The Critical Distinction: Amplify vs. Replace
- Amplify cognitive capability: Using tools to gain new data, insights, or feedback that help you grow — e.g., AI for self-testing, computer vision apps for stroke analysis, GPS as a navigational aid in genuinely novel environments.
- Replace cognitive capability: Using tools to skip mental steps — e.g., LLMs writing your essays, GPS eliminating all spatial navigation, navigation apps removing any need to build a mental map.

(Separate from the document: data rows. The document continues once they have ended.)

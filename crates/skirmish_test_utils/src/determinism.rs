//! Determinism testing utilities.
//!
//! Threaded AI must not change the game: a session whose factions think on
//! worker threads has to end in exactly the state the same session reaches
//! with every tick run inline, and a session saved and reloaded mid-game has
//! to continue exactly like one that never stopped.
//!
//! Sources of non-determinism this catches:
//!
//! - **Command interleaving**: factions issue commands concurrently. Direct
//!   commands only touch the issuing faction's units; held network commands
//!   are applied in faction order at the tick boundary.
//! - **Stale reads**: a worker reading the world while the master updates it.
//!   The master only updates between ticks, after every worker finished.
//! - **Lost state on reload**: anything a brain depends on that the save
//!   format drops.

use std::collections::hash_map::DefaultHasher;
use std::hash::{Hash, Hasher};

use skirmish_core::config::{AiConfig, GameSettings};
use skirmish_core::error::Result;
use skirmish_core::save::SaveGame;
use skirmish_core::session::Session;
use skirmish_core::world::World;

/// Result of a determinism test.
#[derive(Debug, Clone, PartialEq, Eq)]
pub struct DeterminismResult {
    /// Whether all runs produced identical results.
    pub is_deterministic: bool,
    /// Hashes from each run.
    pub hashes: Vec<u64>,
    /// Number of frames simulated.
    pub frames: u64,
}

impl DeterminismResult {
    fn from_hashes(hashes: Vec<u64>, frames: u64) -> Self {
        Self {
            is_deterministic: hashes.windows(2).all(|w| w[0] == w[1]),
            hashes,
            frames,
        }
    }

    /// All unique hashes (should be 1 for a deterministic session).
    #[must_use]
    pub fn unique_hashes(&self) -> Vec<u64> {
        let mut unique: Vec<u64> = self.hashes.clone();
        unique.sort_unstable();
        unique.dedup();
        unique
    }

    /// Assert that every run matched, with a detailed error message.
    ///
    /// # Panics
    ///
    /// Panics if the runs produced different hashes.
    pub fn assert_deterministic(&self) {
        if !self.is_deterministic {
            let unique = self.unique_hashes();
            panic!(
                "Session is non-deterministic!\n\
                 Runs: {}\n\
                 Frames: {}\n\
                 Unique hashes: {} (expected 1)\n\
                 All hashes: {:?}",
                self.hashes.len(),
                self.frames,
                unique.len(),
                self.hashes
            );
        }
    }
}

/// Run one session for `frames` frames and return the final world hash.
///
/// # Errors
/// Returns the first session error.
pub fn run_session(world: World, config: AiConfig, frames: u64) -> Result<u64> {
    let mut session = Session::new(world, GameSettings::default(), config)?;
    session.run(frames)?;
    let hash = session.state_hash();
    session.shutdown();
    Ok(hash)
}

/// Run the world from `setup` once inline and `threaded_runs` times with
/// worker threads, and compare the final hashes.
///
/// # Errors
/// Returns the first session error.
pub fn compare_inline_and_threaded<F>(
    setup: F,
    inline: &AiConfig,
    threaded: &AiConfig,
    threaded_runs: usize,
    frames: u64,
) -> Result<DeterminismResult>
where
    F: Fn() -> World,
{
    let mut hashes = Vec::with_capacity(threaded_runs + 1);
    hashes.push(run_session(setup(), inline.clone().with_worker_threads(false), frames)?);
    for _ in 0..threaded_runs {
        hashes.push(run_session(setup(), threaded.clone().with_worker_threads(true), frames)?);
    }
    Ok(DeterminismResult::from_hashes(hashes, frames))
}

/// Compare an inline and a threaded session frame by frame, returning the
/// first frame at which they diverge.
///
/// # Errors
/// Returns the first session error.
pub fn find_first_divergence<F>(setup: F, threaded: &AiConfig, frames: u64) -> Result<Option<u64>>
where
    F: Fn() -> World,
{
    let mut inline = Session::new(
        setup(),
        GameSettings::default(),
        threaded.clone().with_worker_threads(false),
    )?;
    let mut workers = Session::new(
        setup(),
        GameSettings::default(),
        threaded.clone().with_worker_threads(true),
    )?;

    if inline.state_hash() != workers.state_hash() {
        return Ok(Some(0));
    }
    for frame in 1..=frames {
        inline.tick()?;
        workers.tick()?;
        if inline.state_hash() != workers.state_hash() {
            return Ok(Some(frame));
        }
    }
    Ok(None)
}

/// Run `before` frames, save through the binary format, reload and run
/// `after` more; compare against a session that ran straight through.
///
/// # Errors
/// Returns the first session or save error.
pub fn verify_save_determinism<F>(
    setup: F,
    config: &AiConfig,
    before: u64,
    after: u64,
) -> Result<bool>
where
    F: Fn() -> World,
{
    let straight = run_session(setup(), config.clone(), before + after)?;

    let mut first = Session::new(setup(), GameSettings::default(), config.clone())?;
    first.run(before)?;
    let bytes = first.save().to_bytes()?;
    first.shutdown();
    drop(first);

    let mut resumed = Session::from_save(SaveGame::from_bytes(&bytes)?, config.clone())?;
    resumed.run(after)?;
    let hash = resumed.state_hash();
    resumed.shutdown();

    Ok(hash == straight)
}

/// Compute a simple hash for any hashable value.
pub fn compute_hash<T: Hash>(value: &T) -> u64 {
    let mut hasher = DefaultHasher::new();
    value.hash(&mut hasher);
    hasher.finish()
}

/// Proptest strategies for AI interface testing.
pub mod strategies {
    use proptest::prelude::*;
    use skirmish_core::math::GridPos;

    /// A cell inside a `width` x `height` map.
    pub fn arb_grid_pos(width: i32, height: i32) -> impl Strategy<Value = GridPos> {
        (0..width, 0..height).prop_map(|(x, y)| GridPos::new(x, y))
    }

    /// A cell possibly outside the map, for bounds handling.
    pub fn arb_any_pos(width: i32, height: i32) -> impl Strategy<Value = GridPos> {
        (-width..2 * width, -height..2 * height).prop_map(|(x, y)| GridPos::new(x, y))
    }

    /// Strictly increasing tick indices, as a master loop produces them.
    pub fn arb_tick_sequence(max_len: usize) -> impl Strategy<Value = Vec<u64>> {
        prop::collection::vec(1u64..5, 1..max_len).prop_map(|steps| {
            steps
                .into_iter()
                .scan(0u64, |tick, step| {
                    *tick += step;
                    Some(*tick)
                })
                .collect()
        })
    }

    /// Gate operations: `Some(tick)` signals, `None` is a bare wake.
    pub fn arb_gate_ops(max_len: usize) -> impl Strategy<Value = Vec<Option<u64>>> {
        prop::collection::vec(prop::option::weighted(0.8, 1u64..1000), 1..max_len)
    }
}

- London taxi drivers historically had measurably more gray matter in the hippocampus due to memorizing complex city maps; with GPS this advantage has been eroded.
- Both uses may be appropriate in context. The danger arises when replacement becomes the default and the underlying capability atrophies.
Building AI-Powered Performance Analytics (No Coding Required)
- Tools like Perplexity, Replit, and similar AI platforms allow non-programmers to build computer vision apps that analyze movement and performance.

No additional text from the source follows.